TASK BRIEF> Of the entries below, restate word for word only the section that runs from the line with "Ok(self.hw_read(pin, bit))" to the line with "for pin in 0..=MAX_GPIO", counting both ends.

RECORDS FOR THIS EXERCISE>
=-=-=
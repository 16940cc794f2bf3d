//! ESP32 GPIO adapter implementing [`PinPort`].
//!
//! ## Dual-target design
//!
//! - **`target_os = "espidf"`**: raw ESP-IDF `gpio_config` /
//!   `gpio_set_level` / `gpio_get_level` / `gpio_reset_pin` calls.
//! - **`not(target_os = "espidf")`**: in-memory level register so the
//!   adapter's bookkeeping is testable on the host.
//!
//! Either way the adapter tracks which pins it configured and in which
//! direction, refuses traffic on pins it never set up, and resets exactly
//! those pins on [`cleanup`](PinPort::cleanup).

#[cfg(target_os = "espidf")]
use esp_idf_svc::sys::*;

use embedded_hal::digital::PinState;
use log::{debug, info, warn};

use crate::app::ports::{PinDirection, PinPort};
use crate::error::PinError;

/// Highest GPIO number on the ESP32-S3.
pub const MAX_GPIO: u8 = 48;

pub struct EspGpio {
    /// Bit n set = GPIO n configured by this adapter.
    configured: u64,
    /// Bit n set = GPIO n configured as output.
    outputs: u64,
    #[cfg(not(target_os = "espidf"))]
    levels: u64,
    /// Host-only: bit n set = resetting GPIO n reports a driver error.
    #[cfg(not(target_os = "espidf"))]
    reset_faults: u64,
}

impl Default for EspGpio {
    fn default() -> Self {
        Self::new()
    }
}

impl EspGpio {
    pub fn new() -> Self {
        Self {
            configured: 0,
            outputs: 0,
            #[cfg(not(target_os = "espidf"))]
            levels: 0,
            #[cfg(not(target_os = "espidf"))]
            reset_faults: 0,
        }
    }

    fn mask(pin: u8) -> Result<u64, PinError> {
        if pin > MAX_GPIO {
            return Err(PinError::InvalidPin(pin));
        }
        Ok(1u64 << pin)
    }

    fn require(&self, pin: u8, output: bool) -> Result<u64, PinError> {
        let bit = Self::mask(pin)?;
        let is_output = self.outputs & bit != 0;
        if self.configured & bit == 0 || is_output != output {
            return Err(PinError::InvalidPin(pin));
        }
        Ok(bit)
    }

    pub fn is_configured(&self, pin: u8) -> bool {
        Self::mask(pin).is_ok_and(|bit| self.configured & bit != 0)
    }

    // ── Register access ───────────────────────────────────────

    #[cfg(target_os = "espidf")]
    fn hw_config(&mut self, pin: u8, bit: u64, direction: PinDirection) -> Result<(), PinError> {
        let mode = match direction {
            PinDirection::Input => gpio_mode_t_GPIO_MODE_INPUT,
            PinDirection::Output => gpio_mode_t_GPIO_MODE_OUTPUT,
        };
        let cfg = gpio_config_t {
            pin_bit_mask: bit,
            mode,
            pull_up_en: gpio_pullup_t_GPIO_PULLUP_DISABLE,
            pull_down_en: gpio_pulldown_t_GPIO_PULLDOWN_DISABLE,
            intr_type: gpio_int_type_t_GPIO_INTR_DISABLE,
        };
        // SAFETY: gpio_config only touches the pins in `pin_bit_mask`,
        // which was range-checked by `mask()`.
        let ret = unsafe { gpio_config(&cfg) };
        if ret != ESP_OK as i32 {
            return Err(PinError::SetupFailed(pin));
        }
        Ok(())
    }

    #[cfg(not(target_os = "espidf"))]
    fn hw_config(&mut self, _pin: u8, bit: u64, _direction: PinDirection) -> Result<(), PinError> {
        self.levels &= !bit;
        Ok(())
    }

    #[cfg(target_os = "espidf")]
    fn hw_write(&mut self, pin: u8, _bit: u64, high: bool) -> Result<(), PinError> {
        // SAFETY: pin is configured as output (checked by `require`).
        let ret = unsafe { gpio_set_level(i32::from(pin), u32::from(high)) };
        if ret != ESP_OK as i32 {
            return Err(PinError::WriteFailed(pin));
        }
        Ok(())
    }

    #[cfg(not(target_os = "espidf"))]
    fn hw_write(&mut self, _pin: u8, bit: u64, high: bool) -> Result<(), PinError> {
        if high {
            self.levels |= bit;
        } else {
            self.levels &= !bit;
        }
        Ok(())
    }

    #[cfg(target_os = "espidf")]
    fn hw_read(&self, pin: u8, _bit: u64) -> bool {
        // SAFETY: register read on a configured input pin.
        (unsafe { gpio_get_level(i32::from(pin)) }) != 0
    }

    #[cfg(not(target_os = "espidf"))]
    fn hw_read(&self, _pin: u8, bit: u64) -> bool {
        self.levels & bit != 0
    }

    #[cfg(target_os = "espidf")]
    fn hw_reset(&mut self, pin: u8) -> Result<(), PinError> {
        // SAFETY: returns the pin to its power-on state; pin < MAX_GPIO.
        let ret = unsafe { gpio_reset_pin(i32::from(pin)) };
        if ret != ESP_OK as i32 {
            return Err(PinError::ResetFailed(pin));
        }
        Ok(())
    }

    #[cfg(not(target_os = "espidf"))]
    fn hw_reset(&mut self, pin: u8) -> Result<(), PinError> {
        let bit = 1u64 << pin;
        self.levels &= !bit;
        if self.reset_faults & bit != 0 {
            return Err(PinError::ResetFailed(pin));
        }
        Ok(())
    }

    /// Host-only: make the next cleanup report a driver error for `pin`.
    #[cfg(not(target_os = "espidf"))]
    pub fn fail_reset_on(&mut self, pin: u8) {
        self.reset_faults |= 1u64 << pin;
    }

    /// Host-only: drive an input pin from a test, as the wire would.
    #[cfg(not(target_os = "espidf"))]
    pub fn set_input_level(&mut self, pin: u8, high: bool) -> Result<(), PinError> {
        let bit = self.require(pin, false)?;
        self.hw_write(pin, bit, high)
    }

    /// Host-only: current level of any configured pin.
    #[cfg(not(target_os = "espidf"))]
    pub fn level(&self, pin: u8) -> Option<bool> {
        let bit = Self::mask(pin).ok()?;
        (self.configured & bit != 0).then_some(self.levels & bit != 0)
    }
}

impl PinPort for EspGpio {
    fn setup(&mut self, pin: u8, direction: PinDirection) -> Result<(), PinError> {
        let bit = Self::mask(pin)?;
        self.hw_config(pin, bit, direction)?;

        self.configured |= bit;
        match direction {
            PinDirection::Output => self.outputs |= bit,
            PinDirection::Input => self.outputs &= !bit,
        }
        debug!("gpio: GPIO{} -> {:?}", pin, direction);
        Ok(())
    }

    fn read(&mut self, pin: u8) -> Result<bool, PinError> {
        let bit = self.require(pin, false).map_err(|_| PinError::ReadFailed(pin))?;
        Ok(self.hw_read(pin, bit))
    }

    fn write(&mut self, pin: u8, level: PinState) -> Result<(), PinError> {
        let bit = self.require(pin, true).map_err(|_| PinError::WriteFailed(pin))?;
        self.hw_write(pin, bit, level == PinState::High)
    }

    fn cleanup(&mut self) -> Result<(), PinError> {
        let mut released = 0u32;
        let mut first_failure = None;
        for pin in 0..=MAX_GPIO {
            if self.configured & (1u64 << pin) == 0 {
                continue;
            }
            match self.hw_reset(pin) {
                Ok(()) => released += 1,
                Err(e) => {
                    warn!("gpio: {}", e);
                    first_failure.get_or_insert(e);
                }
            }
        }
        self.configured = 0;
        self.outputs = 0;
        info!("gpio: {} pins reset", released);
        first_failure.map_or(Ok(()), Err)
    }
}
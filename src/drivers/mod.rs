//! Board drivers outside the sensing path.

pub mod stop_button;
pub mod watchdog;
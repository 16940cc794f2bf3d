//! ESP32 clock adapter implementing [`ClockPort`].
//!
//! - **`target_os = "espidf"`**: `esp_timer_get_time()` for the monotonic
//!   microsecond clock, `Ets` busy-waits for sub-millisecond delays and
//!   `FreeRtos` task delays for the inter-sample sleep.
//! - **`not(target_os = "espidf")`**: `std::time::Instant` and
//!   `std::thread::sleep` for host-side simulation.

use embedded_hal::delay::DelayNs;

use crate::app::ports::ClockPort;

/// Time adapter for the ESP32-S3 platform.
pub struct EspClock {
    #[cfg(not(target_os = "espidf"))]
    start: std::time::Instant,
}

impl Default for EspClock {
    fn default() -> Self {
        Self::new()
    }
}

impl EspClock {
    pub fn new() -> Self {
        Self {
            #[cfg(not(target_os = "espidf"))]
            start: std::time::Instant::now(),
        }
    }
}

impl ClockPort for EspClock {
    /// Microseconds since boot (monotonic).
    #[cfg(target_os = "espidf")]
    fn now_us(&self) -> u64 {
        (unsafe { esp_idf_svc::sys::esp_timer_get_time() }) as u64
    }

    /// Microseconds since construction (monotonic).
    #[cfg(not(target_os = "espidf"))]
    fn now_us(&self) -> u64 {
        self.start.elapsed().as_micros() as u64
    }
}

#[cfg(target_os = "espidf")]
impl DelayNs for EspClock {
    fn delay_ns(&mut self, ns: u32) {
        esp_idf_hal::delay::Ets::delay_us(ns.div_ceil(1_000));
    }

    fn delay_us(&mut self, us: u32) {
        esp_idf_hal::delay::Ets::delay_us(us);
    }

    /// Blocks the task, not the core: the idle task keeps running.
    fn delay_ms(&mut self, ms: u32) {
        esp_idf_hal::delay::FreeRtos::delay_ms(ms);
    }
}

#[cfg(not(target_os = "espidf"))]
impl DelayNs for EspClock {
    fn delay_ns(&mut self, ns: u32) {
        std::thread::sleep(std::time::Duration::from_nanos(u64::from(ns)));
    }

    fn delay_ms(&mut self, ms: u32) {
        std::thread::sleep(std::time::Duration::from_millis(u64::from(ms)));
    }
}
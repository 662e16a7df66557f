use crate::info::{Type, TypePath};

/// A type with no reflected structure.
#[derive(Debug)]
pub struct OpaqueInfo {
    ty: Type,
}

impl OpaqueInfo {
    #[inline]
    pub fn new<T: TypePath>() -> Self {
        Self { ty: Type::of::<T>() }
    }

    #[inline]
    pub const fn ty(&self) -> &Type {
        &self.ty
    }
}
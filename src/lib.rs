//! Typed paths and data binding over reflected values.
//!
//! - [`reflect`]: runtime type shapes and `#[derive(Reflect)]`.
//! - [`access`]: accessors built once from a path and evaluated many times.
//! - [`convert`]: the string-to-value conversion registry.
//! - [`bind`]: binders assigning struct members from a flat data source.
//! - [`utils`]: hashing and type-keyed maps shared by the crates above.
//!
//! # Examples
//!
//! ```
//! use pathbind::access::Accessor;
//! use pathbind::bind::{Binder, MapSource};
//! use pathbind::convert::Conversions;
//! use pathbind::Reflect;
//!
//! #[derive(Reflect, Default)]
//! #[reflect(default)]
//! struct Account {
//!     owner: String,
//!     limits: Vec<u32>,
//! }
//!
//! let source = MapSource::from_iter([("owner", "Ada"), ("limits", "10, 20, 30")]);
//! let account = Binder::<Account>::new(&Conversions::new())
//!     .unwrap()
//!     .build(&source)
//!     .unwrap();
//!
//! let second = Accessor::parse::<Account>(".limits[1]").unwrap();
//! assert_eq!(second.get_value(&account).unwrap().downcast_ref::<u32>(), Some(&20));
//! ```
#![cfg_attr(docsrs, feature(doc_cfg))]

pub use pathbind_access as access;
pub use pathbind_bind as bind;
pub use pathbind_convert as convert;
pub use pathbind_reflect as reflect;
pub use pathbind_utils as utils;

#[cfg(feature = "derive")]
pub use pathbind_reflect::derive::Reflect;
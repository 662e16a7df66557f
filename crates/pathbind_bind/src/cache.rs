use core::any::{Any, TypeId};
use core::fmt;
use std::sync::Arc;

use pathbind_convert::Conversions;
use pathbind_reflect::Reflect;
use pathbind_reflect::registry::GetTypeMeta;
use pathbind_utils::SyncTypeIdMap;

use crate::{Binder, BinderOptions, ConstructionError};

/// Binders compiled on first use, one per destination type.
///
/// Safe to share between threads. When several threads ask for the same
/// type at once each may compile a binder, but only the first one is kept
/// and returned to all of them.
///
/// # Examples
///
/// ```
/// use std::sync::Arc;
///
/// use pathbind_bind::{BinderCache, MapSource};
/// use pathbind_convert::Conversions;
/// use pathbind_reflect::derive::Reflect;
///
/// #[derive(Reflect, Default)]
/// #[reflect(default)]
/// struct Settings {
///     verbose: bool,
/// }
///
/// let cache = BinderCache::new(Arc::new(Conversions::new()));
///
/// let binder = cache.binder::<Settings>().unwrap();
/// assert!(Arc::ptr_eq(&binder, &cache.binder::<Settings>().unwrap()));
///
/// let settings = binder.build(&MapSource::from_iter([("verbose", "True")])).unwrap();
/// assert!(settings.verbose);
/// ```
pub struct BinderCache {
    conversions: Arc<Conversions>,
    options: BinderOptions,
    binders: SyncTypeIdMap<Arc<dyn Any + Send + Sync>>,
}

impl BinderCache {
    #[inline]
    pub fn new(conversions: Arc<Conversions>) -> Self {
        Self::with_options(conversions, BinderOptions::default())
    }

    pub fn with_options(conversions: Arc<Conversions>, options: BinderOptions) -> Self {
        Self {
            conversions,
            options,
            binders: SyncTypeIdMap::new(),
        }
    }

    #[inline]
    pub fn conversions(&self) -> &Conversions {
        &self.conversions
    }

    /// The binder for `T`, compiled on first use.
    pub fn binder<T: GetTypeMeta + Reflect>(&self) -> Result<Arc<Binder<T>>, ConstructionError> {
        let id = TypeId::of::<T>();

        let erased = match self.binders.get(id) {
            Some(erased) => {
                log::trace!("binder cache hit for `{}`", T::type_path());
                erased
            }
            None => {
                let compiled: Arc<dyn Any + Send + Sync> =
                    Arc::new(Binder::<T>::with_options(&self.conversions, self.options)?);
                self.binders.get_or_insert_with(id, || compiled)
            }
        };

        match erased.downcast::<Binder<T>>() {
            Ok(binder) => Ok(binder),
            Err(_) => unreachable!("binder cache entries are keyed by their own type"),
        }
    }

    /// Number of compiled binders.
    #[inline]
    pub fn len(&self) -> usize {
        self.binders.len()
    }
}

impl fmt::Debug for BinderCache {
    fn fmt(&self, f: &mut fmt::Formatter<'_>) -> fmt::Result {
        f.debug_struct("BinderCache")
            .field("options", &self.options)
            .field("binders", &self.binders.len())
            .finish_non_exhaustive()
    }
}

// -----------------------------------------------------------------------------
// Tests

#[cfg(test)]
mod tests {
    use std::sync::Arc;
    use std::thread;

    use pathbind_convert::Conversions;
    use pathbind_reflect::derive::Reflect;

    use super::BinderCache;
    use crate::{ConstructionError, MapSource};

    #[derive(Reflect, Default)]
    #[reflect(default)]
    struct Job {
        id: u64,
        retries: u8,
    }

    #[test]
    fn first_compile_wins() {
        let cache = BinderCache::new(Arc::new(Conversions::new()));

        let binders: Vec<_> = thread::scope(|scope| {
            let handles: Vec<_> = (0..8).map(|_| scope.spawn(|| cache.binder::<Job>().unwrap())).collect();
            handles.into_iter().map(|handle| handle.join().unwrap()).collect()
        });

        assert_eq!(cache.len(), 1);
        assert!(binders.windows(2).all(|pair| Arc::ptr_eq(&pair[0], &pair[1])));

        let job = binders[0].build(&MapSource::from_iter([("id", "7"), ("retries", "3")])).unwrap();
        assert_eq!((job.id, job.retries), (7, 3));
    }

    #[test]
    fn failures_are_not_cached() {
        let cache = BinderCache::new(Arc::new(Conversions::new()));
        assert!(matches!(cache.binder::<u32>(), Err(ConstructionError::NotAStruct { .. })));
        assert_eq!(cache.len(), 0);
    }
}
=-=-=
ANSWER SPACE>
        Ok(self.hw_read(pin, bit))
    }

    fn write(&mut self, pin: u8, level: PinState) -> Result<(), PinError> {
        let bit = self.require(pin, true).map_err(|_| PinError::WriteFailed(pin))?;
        self.hw_write(pin, bit, level == PinState::High)
    }

    fn cleanup(&mut self) -> Result<(), PinError> {
        let mut released = 0u32;
        let mut first_failure = None;
        for pin in 0..=MAX_GPIO {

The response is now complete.